# Activity
Entries must be copied exactly, with nothing left out.
+===+
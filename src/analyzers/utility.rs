/// Computes the arithmetic mean of a slice of values. Returns 0.0 for empty input.
pub fn mean(values: &[f64]) -> f64 {
    if values.is_empty() {
        return 0.0;
    }
    values.iter().sum::<f64>() / values.len() as f64
}

/// `sum(value * weight) / sum(weight)`. `None` when the weights sum to zero.
pub fn weighted_mean(pairs: &[(f64, f64)]) -> Option<f64> {
    let weight_sum: f64 = pairs.iter().map(|(_, weight)| weight).sum();
    if weight_sum <= 0.0 {
        return None;
    }
    let weighted: f64 = pairs.iter().map(|(value, weight)| value * weight).sum();
    Some(weighted / weight_sum)
}

/// Returns a sorted copy, ascending. NaN sorts last.
pub fn sorted(values: &[f64]) -> Vec<f64> {
    let mut out = values.to_vec();
    out.sort_by(f64::total_cmp);
    out
}

/// Middle value of a sorted slice; the mean of the two middle values when
/// the length is even.
pub fn median_sorted(sorted: &[f64]) -> Option<f64> {
    let n = sorted.len();
    if n == 0 {
        return None;
    }
    let mid = n / 2;
    if n % 2 == 1 {
        Some(sorted[mid])
    } else {
        Some((sorted[mid - 1] + sorted[mid]) / 2.0)
    }
}

/// Index of the 90th percentile in a sorted sample of `n`: `floor(0.9 n)`,
/// clamped to the last element. Integer arithmetic keeps it exact.
pub fn p90_index(n: usize) -> Option<usize> {
    if n == 0 {
        return None;
    }
    Some((n * 9 / 10).min(n - 1))
}

/// 90th percentile by index selection, no interpolation.
pub fn p90_sorted(sorted: &[f64]) -> Option<f64> {
    p90_index(sorted.len()).map(|idx| sorted[idx])
}

/// Median, mean, p90 and count of one sample.
#[derive(Debug, Clone, Copy, PartialEq)]
pub struct SampleStats {
    pub median: f64,
    pub mean: f64,
    pub p90: f64,
    pub count: u64,
}

impl SampleStats {
    /// `None` for an empty sample.
    pub fn of(values: &[f64]) -> Option<Self> {
        let ordered = sorted(values);
        Some(Self {
            median: median_sorted(&ordered)?,
            mean: mean(&ordered),
            p90: p90_sorted(&ordered)?,
            count: ordered.len() as u64,
        })
    }
}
+===+
# Solution
filename src/analyzers/utility.rs
/// Computes the arithmetic mean of a slice of values. Returns 0.0 for empty input.
pub fn mean(values: &[f64]) -> f64 {
    if values.is_empty() {
        return 0.0;
    }
    values.iter().sum::<f64>() / values.len() as f64
}

/// `sum(value * weight) / sum(weight)`. `None` when the weights sum to zero.
pub fn weighted_mean(pairs: &[(f64, f64)]) -> Option<f64> {
    let weight_sum: f64 = pairs.iter().map(|(_, weight)| weight).sum();
    if weight_sum <= 0.0 {
        return None;
    }
    let weighted: f64 = pairs.iter().map(|(value, weight)| value * weight).sum();
    Some(weighted / weight_sum)
}

/// Returns a sorted copy, ascending. NaN sorts last.
pub fn sorted(values: &[f64]) -> Vec<f64> {
    let mut out = values.to_vec();
    out.sort_by(f64::total_cmp);
    out
}

/// Middle value of a sorted slice; the mean of the two middle values when
/// the length is even.
pub fn median_sorted(sorted: &[f64]) -> Option<f64> {
    let n = sorted.len();
    if n == 0 {
        return None;
    }
    let mid = n / 2;
    if n % 2 == 1 {
        Some(sorted[mid])
    } else {
        Some((sorted[mid - 1] + sorted[mid]) / 2.0)
    }
}

/// Index of the 90th percentile in a sorted sample of `n`: `floor(0.9 n)`,
/// clamped to the last element. Integer arithmetic keeps it exact.
pub fn p90_index(n: usize) -> Option<usize> {
    if n == 0 {
        return None;
    }
    Some((n * 9 / 10).min(n - 1))
}

/// 90th percentile by index selection, no interpolation.
pub fn p90_sorted(sorted: &[f64]) -> Option<f64> {
    p90_index(sorted.len()).map(|idx| sorted[idx])
}

/// Median, mean, p90 and count of one sample.
#[derive(Debug, Clone, Copy, PartialEq)]
pub struct SampleStats {
    pub median: f64,
    pub mean: f64,
    pub p90: f64,
    pub count: u64,
}

impl SampleStats {
    /// `None` for an empty sample.
    pub fn of(values: &[f64]) -> Option<Self> {
        let ordered = sorted(values);
        Some(Self {
            median: median_sorted(&ordered)?,
            mean: mean(&ordered),
            p90: p90_sorted(&ordered)?,
            count: ordered.len() as u64,
        })
    }
}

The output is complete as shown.